I’m sure I’ll notice a few more things, so I’ll let you know
@Michal_Burger And can it be that the filter rules are only applied to the mails that come into the inbox?
I use filters to move mails to different folders directly at my mail provider and then mark it with labels and/or as read in the respective folders via Postbox. It worked without any problems in Postbox!
In eM Client, however, nothing happens with the filter rules. 2 examples:
Can it be that the filter rules are only applied to the mails that come into the inbox ?
Yes normally rules in eM Client only automatically apply on new emails arriving in the Inbox. So you can then setup and automatic rule to move to folder on arrival and set a label / tag to that rule.
Note: Currently for rules to work automatically, they “have to be unread messages in your Inbox”, but that might change in future versions as I know there is users who want rules to automatically work even if already read by another device. @Michal_Burger can advise on that.
@Michal_Burger This is currently the most serious problem and is a major hindrance to work. It is actually not usable. It worked in Postbox for 10 years without any problems!
As you can see from the screenshot, almost 1860 conversations are summarized here, but they do not belong together (different sender/recipient, subject, etc.).
I still have several examples of this, EM Client does not seem to separate the conversations properly here. This was never a problem with Postbox.

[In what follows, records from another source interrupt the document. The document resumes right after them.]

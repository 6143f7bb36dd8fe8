use std::error::Error as StdError;

use reqwest::StatusCode;
use thiserror::Error;

/// Internal classification of a failed operation.
///
/// Callers always receive the same [`OllamaError`] type; the kind is there for
/// diagnosis and logging only.
#[derive(Debug, Clone, Copy, PartialEq, Eq)]
pub enum FailureKind {
    /// Connection, DNS or timeout failure, including a timeout while the
    /// body is still being read.
    Transport,
    /// The server answered with a non-success status code.
    HttpStatus(u16),
    /// The response body was not the JSON shape we expected.
    Decode,
    /// The response JSON lacked the named field.
    MissingField(&'static str),
}

/// The single error type returned by every Ollama operation.
#[derive(Debug, Error)]
#[error("Ollama operation failed: {message}")]
pub struct OllamaError {
    kind: FailureKind,
    endpoint: String,
    message: String,
    #[source]
    source: Option<reqwest::Error>,
}

impl OllamaError {
    pub(crate) fn transport(endpoint: &str, source: reqwest::Error) -> Self {
        Self {
            kind: FailureKind::Transport,
            endpoint: endpoint.to_string(),
            message: cause_chain(&source),
            source: Some(source),
        }
    }

    pub(crate) fn status(endpoint: &str, status: StatusCode, body: &str) -> Self {
        let body = body.trim();
        let message = if body.is_empty() {
            format!("HTTP status {status}")
        } else {
            format!("HTTP status {status}: {body}")
        };
        Self {
            kind: FailureKind::HttpStatus(status.as_u16()),
            endpoint: endpoint.to_string(),
            message,
            source: None,
        }
    }

    pub(crate) fn decode(endpoint: &str, source: reqwest::Error) -> Self {
        Self {
            kind: FailureKind::Decode,
            endpoint: endpoint.to_string(),
            message: cause_chain(&source),
            source: Some(source),
        }
    }

    pub(crate) fn invalid_value(endpoint: &str, message: impl Into<String>) -> Self {
        Self {
            kind: FailureKind::Decode,
            endpoint: endpoint.to_string(),
            message: message.into(),
            source: None,
        }
    }

    pub(crate) fn missing_field(endpoint: &str, field: &'static str) -> Self {
        Self {
            kind: FailureKind::MissingField(field),
            endpoint: endpoint.to_string(),
            message: format!("response is missing field '{field}'"),
            source: None,
        }
    }

    /// Stringified underlying cause.
    pub fn message(&self) -> &str {
        &self.message
    }

    pub fn kind(&self) -> FailureKind {
        self.kind
    }

    /// API path the failing request targeted, e.g. `/api/generate`.
    pub fn endpoint(&self) -> &str {
        &self.endpoint
    }
}

/// Joins an error and its `source()` chain with `": "`, skipping levels whose
/// text is already part of the message.
pub(crate) fn cause_chain(err: &(dyn StdError + 'static)) -> String {
    let mut message = err.to_string();
    let mut current = err.source();
    while let Some(cause) = current {
        let text = cause.to_string();
        if !text.is_empty() && !message.contains(&text) {
            message.push_str(": ");
            message.push_str(&text);
        }
        current = cause.source();
    }
    message
}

You did not provide any reasonable information to diagnose the isse. Screenshot with a number is not something we can use to diagnose the issue. I would suggest trying to repair folders where the messages you see in the huge conversations are located:
On servers that natively implement conversation threading we always rely on the information sent by the server. This includes Gmail, Microsoft Exchange (and Microsoft 365), and IMAP servers implementing the OBJECTID extension (RFC 8474). In those cases we will use the grouping done by the server since it has the most accurate information and we want to match how the conversations are presented in webmail and other email clients.
For servers that don’t natively report conversations, we do not group messages with the same base subject into the same conversation, so we would need to see the headers of at least two messages that got grouped together and that you think should not be grouped.
The base subject is loosely based on the definition from RFC 5256. It’s stripping any prefixes like Re:, Fwd:, Re[5]:, but also anything that looks like a mailing list name in front of the actual subject enclosed in [/] brackets (eg. Re: [Tinycc-devel] Tinycc-devel Digest, Vol 134, Issue 18 has a base subject Tinycc-devel Digest, Vol 134, Issue 18).
The part of the algorithm that strips the mailing list names is unfortunately prone to also strip some prefixes created by ticketing systems that include the ticket number as prefix like [666], [!666], [*666], [EM-666] or similar. This is problematic case that’s non-trivial to detect and handle because it goes against the established email subject format recommendations.
We also don’t group JUST by the base subject, it is only one of the criterias but a necessary one, ie. if the base subject does NOT match we never group it. Other criteria include the sender/recipient (which also often happens to match for the ticketing systems), email threading headers and other heuristics.